Records from a data source =>
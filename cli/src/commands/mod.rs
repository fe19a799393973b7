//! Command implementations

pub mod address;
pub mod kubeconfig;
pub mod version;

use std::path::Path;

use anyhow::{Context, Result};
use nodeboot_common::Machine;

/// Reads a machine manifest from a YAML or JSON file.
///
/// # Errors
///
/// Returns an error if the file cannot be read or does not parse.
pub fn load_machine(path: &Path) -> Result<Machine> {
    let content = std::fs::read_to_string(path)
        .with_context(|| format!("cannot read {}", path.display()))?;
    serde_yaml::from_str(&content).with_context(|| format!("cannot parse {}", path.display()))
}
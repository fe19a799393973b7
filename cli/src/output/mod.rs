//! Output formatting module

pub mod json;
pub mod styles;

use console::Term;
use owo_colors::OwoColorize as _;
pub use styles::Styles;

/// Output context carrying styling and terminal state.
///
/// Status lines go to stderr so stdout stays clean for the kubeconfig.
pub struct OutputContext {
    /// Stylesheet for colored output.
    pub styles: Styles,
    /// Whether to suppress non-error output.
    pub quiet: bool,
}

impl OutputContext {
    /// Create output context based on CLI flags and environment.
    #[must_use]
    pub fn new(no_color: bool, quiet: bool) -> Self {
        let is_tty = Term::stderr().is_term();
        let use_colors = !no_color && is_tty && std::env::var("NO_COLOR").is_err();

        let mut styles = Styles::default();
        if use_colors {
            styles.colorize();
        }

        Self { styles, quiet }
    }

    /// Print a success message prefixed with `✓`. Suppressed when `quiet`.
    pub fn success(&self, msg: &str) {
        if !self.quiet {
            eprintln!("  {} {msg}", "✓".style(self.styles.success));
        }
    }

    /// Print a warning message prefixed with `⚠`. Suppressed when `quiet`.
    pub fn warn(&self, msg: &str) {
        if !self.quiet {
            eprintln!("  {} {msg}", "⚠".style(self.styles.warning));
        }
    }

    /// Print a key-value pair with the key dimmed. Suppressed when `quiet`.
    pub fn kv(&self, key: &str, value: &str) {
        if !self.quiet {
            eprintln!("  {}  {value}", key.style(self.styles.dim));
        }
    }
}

...

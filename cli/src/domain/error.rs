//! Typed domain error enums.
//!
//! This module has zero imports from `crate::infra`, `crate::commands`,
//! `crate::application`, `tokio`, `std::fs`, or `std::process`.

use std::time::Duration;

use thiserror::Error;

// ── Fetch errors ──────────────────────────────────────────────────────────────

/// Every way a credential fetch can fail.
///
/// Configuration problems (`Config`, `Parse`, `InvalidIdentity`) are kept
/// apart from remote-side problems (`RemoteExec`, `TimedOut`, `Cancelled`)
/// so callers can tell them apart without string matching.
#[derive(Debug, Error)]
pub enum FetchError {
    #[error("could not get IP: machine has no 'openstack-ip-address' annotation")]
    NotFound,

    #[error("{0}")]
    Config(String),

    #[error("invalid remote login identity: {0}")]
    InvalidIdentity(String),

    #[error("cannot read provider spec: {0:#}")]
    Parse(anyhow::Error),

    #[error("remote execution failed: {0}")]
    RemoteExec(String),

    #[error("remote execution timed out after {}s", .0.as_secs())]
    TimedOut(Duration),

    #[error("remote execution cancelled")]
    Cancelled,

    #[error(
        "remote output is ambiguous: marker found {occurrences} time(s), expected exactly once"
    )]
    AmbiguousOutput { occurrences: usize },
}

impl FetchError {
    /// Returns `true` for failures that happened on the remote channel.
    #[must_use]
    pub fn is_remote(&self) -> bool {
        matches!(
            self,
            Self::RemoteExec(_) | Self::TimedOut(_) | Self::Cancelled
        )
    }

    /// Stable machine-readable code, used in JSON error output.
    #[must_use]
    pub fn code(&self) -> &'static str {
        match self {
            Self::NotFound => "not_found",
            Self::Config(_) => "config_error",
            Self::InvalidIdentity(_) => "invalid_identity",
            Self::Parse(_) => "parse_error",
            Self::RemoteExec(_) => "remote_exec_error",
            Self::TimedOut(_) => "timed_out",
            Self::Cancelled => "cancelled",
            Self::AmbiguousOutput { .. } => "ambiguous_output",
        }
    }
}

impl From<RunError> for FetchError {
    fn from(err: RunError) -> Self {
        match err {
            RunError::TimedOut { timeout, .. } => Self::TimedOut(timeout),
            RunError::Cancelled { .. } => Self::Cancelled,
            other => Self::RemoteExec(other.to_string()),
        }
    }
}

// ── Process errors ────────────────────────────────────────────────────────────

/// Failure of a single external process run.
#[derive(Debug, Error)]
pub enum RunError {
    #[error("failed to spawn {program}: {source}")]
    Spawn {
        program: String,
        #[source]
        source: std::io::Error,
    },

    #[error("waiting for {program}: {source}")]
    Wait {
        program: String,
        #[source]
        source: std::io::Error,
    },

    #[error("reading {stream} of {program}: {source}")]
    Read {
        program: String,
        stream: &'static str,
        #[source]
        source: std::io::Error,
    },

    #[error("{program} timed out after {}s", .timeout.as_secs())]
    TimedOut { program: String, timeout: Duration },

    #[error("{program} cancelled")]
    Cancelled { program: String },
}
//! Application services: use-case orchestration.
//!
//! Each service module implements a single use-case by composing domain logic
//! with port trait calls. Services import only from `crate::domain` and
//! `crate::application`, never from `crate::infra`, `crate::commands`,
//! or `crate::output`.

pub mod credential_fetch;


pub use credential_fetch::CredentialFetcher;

Task directions =>
Only the lines above from the line with "filename cli/src/commands/mod.rs" to the line with "pub mod styles;", those two lines included, should be reproduced exactly.

Response box =>
filename cli/src/commands/mod.rs
repository fe19a799393973b7
//! Command implementations

pub mod address;
pub mod kubeconfig;
pub mod version;

use std::path::Path;

use anyhow::{Context, Result};
use nodeboot_common::Machine;

/// Reads a machine manifest from a YAML or JSON file.
///
/// # Errors
///
/// Returns an error if the file cannot be read or does not parse.
pub fn load_machine(path: &Path) -> Result<Machine> {
    let content = std::fs::read_to_string(path)
        .with_context(|| format!("cannot read {}", path.display()))?;
    serde_yaml::from_str(&content).with_context(|| format!("cannot parse {}", path.display()))
}
repository fe19a799393973b7
filename cli/src/output/mod.rs
//! Output formatting module

pub mod json;
pub mod styles;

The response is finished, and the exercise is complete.